[Task details]
All entries should be copied exactly, none left out.

** Opening Supplied data block **

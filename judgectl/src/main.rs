use std::{
    path::{Path, PathBuf},
    time::Duration,
};

use anyhow::Context;
use clap::{Parser, Subcommand};
use judge_apis::{
    judge_log::TestCaseResult,
    rest::{LanguageView, SampleRunRequest, SampleRunView, SubmissionView, SubmitRequest},
    Verdict,
};

/// Command-line judge client
#[derive(Parser)]
struct Args {
    /// Judge API endpoint, e.g. http://localhost:1789
    #[arg(long, short = 'j', env = "JUDGE_API", default_value = "http://localhost:1789")]
    judge_api: String,
    #[command(subcommand)]
    command: Command,
}

#[derive(Subcommand)]
enum Command {
    /// Submit a solution and wait for its verdict
    Submit {
        #[arg(long, short = 'u')]
        user: u64,
        #[arg(long, short = 'p')]
        problem: u64,
        #[arg(long, short = 'l')]
        language: String,
        /// Path to the source file
        #[arg(long, short = 's')]
        source: PathBuf,
    },
    /// Run a solution on the sample test cases only
    Sample {
        #[arg(long, short = 'p')]
        problem: u64,
        #[arg(long, short = 'l')]
        language: String,
        #[arg(long, short = 's')]
        source: PathBuf,
    },
    /// List supported languages
    Languages,
}

async fn read_source(path: &Path) -> anyhow::Result<String> {
    tokio::fs::read_to_string(path)
        .await
        .with_context(|| format!("failed to read source from {}", path.display()))
}

async fn submit(
    client: &reqwest::Client,
    api: &str,
    req: SubmitRequest,
) -> anyhow::Result<()> {
    let created: SubmissionView = client
        .post(format!("{}/submissions", api))
        .query(&[("wait", "false")])
        .json(&req)
        .send()
        .await?
        .error_for_status()?
        .json()
        .await?;
    println!("Submitted, submission id: {}", created.id);
    let mut printer = ProgressPrinter::new();
    printer.add(&created);
    let mut current = created;
    while !current.verdict.is_final() {
        tokio::time::sleep(Duration::from_secs(3)).await;
        current = client
            .get(format!("{}/submissions/{}", api, current.id))
            .send()
            .await?
            .error_for_status()?
            .json()
            .await?;
        printer.add(&current);
    }
    println!(
        "Verdict: {} ({}/{} test cases passed)",
        current.verdict_name, current.passed_test_cases, current.total_test_cases
    );
    if let Some(ms) = current.execution_time_ms {
        println!("Time: {} ms", ms);
    }
    if let Some(kb) = current.memory_kb {
        println!("Memory: {} KB", kb);
    }
    Ok(())
}

fn print_sample_row(row: &TestCaseResult) {
    println!("Sample #{}: {}", row.number, row.verdict);
    if row.verdict != Verdict::Accepted {
        if let Some(expected) = &row.expected_output {
            println!("  expected: {:?}", expected);
        }
        if let Some(actual) = &row.actual_output {
            println!("  actual:   {:?}", actual);
        }
        if let Some(error) = &row.error {
            println!("  error:    {}", error);
        }
    }
}

async fn sample(
    client: &reqwest::Client,
    api: &str,
    problem: u64,
    req: SampleRunRequest,
) -> anyhow::Result<()> {
    let view: SampleRunView = client
        .post(format!("{}/problems/{}/sample-runs", api, problem))
        .json(&req)
        .send()
        .await?
        .error_for_status()?
        .json()
        .await?;
    if view.results.is_empty() {
        println!("Problem {} has no sample test cases", problem);
    }
    for row in &view.results {
        print_sample_row(row);
    }
    let passed = view.results.iter().filter(|r| r.is_accepted()).count();
    println!("{}/{} samples passed", passed, view.results.len());
    Ok(())
}

#[tokio::main]
async fn main() -> anyhow::Result<()> {
    let args = Args::parse();
    let client = reqwest::Client::new();
    let api = args.judge_api.trim_end_matches('/');
    match args.command {
        Command::Submit {
            user,
            problem,
            language,
            source,
        } => {
            let req = SubmitRequest {
                user_id: user,
                problem_id: problem,
                language,
                source_code: read_source(&source).await?,
            };
            submit(&client, api, req).await?;
        }
        Command::Sample {
            problem,
            language,
            source,
        } => {
            let req = SampleRunRequest {
                language,
                source_code: read_source(&source).await?,
            };
            sample(&client, api, problem, req).await?;
        }
        Command::Languages => {
            let languages: Vec<LanguageView> = client
                .get(format!("{}/languages", api))
                .send()
                .await?
                .error_for_status()?
                .json()
                .await?;
            for l in languages {
                println!("{:<12} {:>3}  {}", l.name, l.id, l.description);
            }
        }
    }
    Ok(())
}

struct ProgressPrinter {
    last: Option<Verdict>,
}

impl ProgressPrinter {
    fn new() -> Self {
        ProgressPrinter { last: None }
    }

    fn add(&mut self, view: &SubmissionView) {
        if Some(view.verdict) != self.last {
            self.last = Some(view.verdict);
            if !view.verdict.is_final() {
                println!("Status: {}", view.verdict_name);
            }
        }
    }
}
//! Detailed information about testing of a single test case.
use crate::Verdict;
use serde::{Deserialize, Serialize};

#[derive(Debug, Serialize, Deserialize, Clone, PartialEq)]
pub struct TestCaseResult {
    pub test_case_id: u64,
    /// 1-based position in declaration order
    pub number: u32,
    pub verdict: Verdict,
    /// Seconds
    pub time: Option<f64>,
    pub memory_kb: Option<u64>,
    pub input: Option<String>,
    pub expected_output: Option<String>,
    pub actual_output: Option<String>,
    pub error: Option<String>,
    pub is_sample: bool,
}

impl TestCaseResult {
    /// Result for a test case that could not be executed.
    pub fn failed(test_case_id: u64, number: u32, is_sample: bool, error: impl Into<String>) -> Self {
        TestCaseResult {
            test_case_id,
            number,
            verdict: Verdict::RuntimeError,
            time: None,
            memory_kb: None,
            input: None,
            expected_output: None,
            actual_output: None,
            error: Some(error.into()),
            is_sample,
        }
    }

    pub fn is_accepted(&self) -> bool {
        self.verdict.is_accepted()
    }
}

** Closing Supplied data block **

[Result]
filename judgectl/src/main.rs
use std::{
    path::{Path, PathBuf},
    time::Duration,
};

use anyhow::Context;
use clap::{Parser, Subcommand};
use judge_apis::{
    judge_log::TestCaseResult,
    rest::{LanguageView, SampleRunRequest, SampleRunView, SubmissionView, SubmitRequest},
    Verdict,
};

/// Command-line judge client
#[derive(Parser)]
struct Args {
    /// Judge API endpoint, e.g. http://localhost:1789
    #[arg(long, short = 'j', env = "JUDGE_API", default_value = "http://localhost:1789")]
    judge_api: String,
    #[command(subcommand)]
    command: Command,
}

#[derive(Subcommand)]
enum Command {
    /// Submit a solution and wait for its verdict
    Submit {
        #[arg(long, short = 'u')]
        user: u64,
        #[arg(long, short = 'p')]
        problem: u64,
        #[arg(long, short = 'l')]
        language: String,
        /// Path to the source file
        #[arg(long, short = 's')]
        source: PathBuf,
    },
    /// Run a solution on the sample test cases only
    Sample {
        #[arg(long, short = 'p')]
        problem: u64,
        #[arg(long, short = 'l')]
        language: String,
        #[arg(long, short = 's')]
        source: PathBuf,
    },
    /// List supported languages
    Languages,
}

async fn read_source(path: &Path) -> anyhow::Result<String> {
    tokio::fs::read_to_string(path)
        .await
        .with_context(|| format!("failed to read source from {}", path.display()))
}

async fn submit(
    client: &reqwest::Client,
    api: &str,
    req: SubmitRequest,
) -> anyhow::Result<()> {
    let created: SubmissionView = client
        .post(format!("{}/submissions", api))
        .query(&[("wait", "false")])
        .json(&req)
        .send()
        .await?
        .error_for_status()?
        .json()
        .await?;
    println!("Submitted, submission id: {}", created.id);
    let mut printer = ProgressPrinter::new();
    printer.add(&created);
    let mut current = created;
    while !current.verdict.is_final() {
        tokio::time::sleep(Duration::from_secs(3)).await;
        current = client
            .get(format!("{}/submissions/{}", api, current.id))
            .send()
            .await?
            .error_for_status()?
            .json()
            .await?;
        printer.add(&current);
    }
    println!(
        "Verdict: {} ({}/{} test cases passed)",
        current.verdict_name, current.passed_test_cases, current.total_test_cases
    );
    if let Some(ms) = current.execution_time_ms {
        println!("Time: {} ms", ms);
    }
    if let Some(kb) = current.memory_kb {
        println!("Memory: {} KB", kb);
    }
    Ok(())
}

fn print_sample_row(row: &TestCaseResult) {
    println!("Sample #{}: {}", row.number, row.verdict);
    if row.verdict != Verdict::Accepted {
        if let Some(expected) = &row.expected_output {
            println!("  expected: {:?}", expected);
        }
        if let Some(actual) = &row.actual_output {
            println!("  actual:   {:?}", actual);
        }
        if let Some(error) = &row.error {
            println!("  error:    {}", error);
        }
    }
}

async fn sample(
    client: &reqwest::Client,
    api: &str,
    problem: u64,
    req: SampleRunRequest,
) -> anyhow::Result<()> {
    let view: SampleRunView = client
        .post(format!("{}/problems/{}/sample-runs", api, problem))
        .json(&req)
        .send()
        .await?
        .error_for_status()?
        .json()
        .await?;
    if view.results.is_empty() {
        println!("Problem {} has no sample test cases", problem);
    }
    for row in &view.results {
        print_sample_row(row);
    }
    let passed = view.results.iter().filter(|r| r.is_accepted()).count();
    println!("{}/{} samples passed", passed, view.results.len());
    Ok(())
}

#[tokio::main]
async fn main() -> anyhow::Result<()> {
    let args = Args::parse();
    let client = reqwest::Client::new();
    let api = args.judge_api.trim_end_matches('/');
    match args.command {
        Command::Submit {
            user,
            problem,
            language,
            source,
        } => {
            let req = SubmitRequest {
                user_id: user,
                problem_id: problem,
                language,
                source_code: read_source(&source).await?,
            };
            submit(&client, api, req).await?;
        }
        Command::Sample {
            problem,
            language,
            source,
        } => {
            let req = SampleRunRequest {
                language,
                source_code: read_source(&source).await?,
            };
            sample(&client, api, problem, req).await?;
        }
        Command::Languages => {
            let languages: Vec<LanguageView> = client
                .get(format!("{}/languages", api))
                .send()
                .await?
                .error_for_status()?
                .json()
                .await?;
            for l in languages {
                println!("{:<12} {:>3}  {}", l.name, l.id, l.description);
            }
        }
    }
    Ok(())
}

struct ProgressPrinter {
    last: Option<Verdict>,
}

impl ProgressPrinter {
    fn new() -> Self {
        ProgressPrinter { last: None }
    }

    fn add(&mut self, view: &SubmissionView) {
        if Some(view.verdict) != self.last {
            self.last = Some(view.verdict);
            if !view.verdict.is_final() {
                println!("Status: {}", view.verdict_name);
            }
        }
    }
}
//! Detailed information about testing of a single test case.
use crate::Verdict;
use serde::{Deserialize, Serialize};

#[derive(Debug, Serialize, Deserialize, Clone, PartialEq)]
pub struct TestCaseResult {
    pub test_case_id: u64,
    /// 1-based position in declaration order
    pub number: u32,
    pub verdict: Verdict,
    /// Seconds
    pub time: Option<f64>,
    pub memory_kb: Option<u64>,
    pub input: Option<String>,
    pub expected_output: Option<String>,
    pub actual_output: Option<String>,
    pub error: Option<String>,
    pub is_sample: bool,
}

impl TestCaseResult {
    /// Result for a test case that could not be executed.
    pub fn failed(test_case_id: u64, number: u32, is_sample: bool, error: impl Into<String>) -> Self {
        TestCaseResult {
            test_case_id,
            number,
            verdict: Verdict::RuntimeError,
            time: None,
            memory_kb: None,
            input: None,
            expected_output: None,
            actual_output: None,
            error: Some(error.into()),
            is_sample,
        }
    }

    pub fn is_accepted(&self) -> bool {
        self.verdict.is_accepted()
    }
}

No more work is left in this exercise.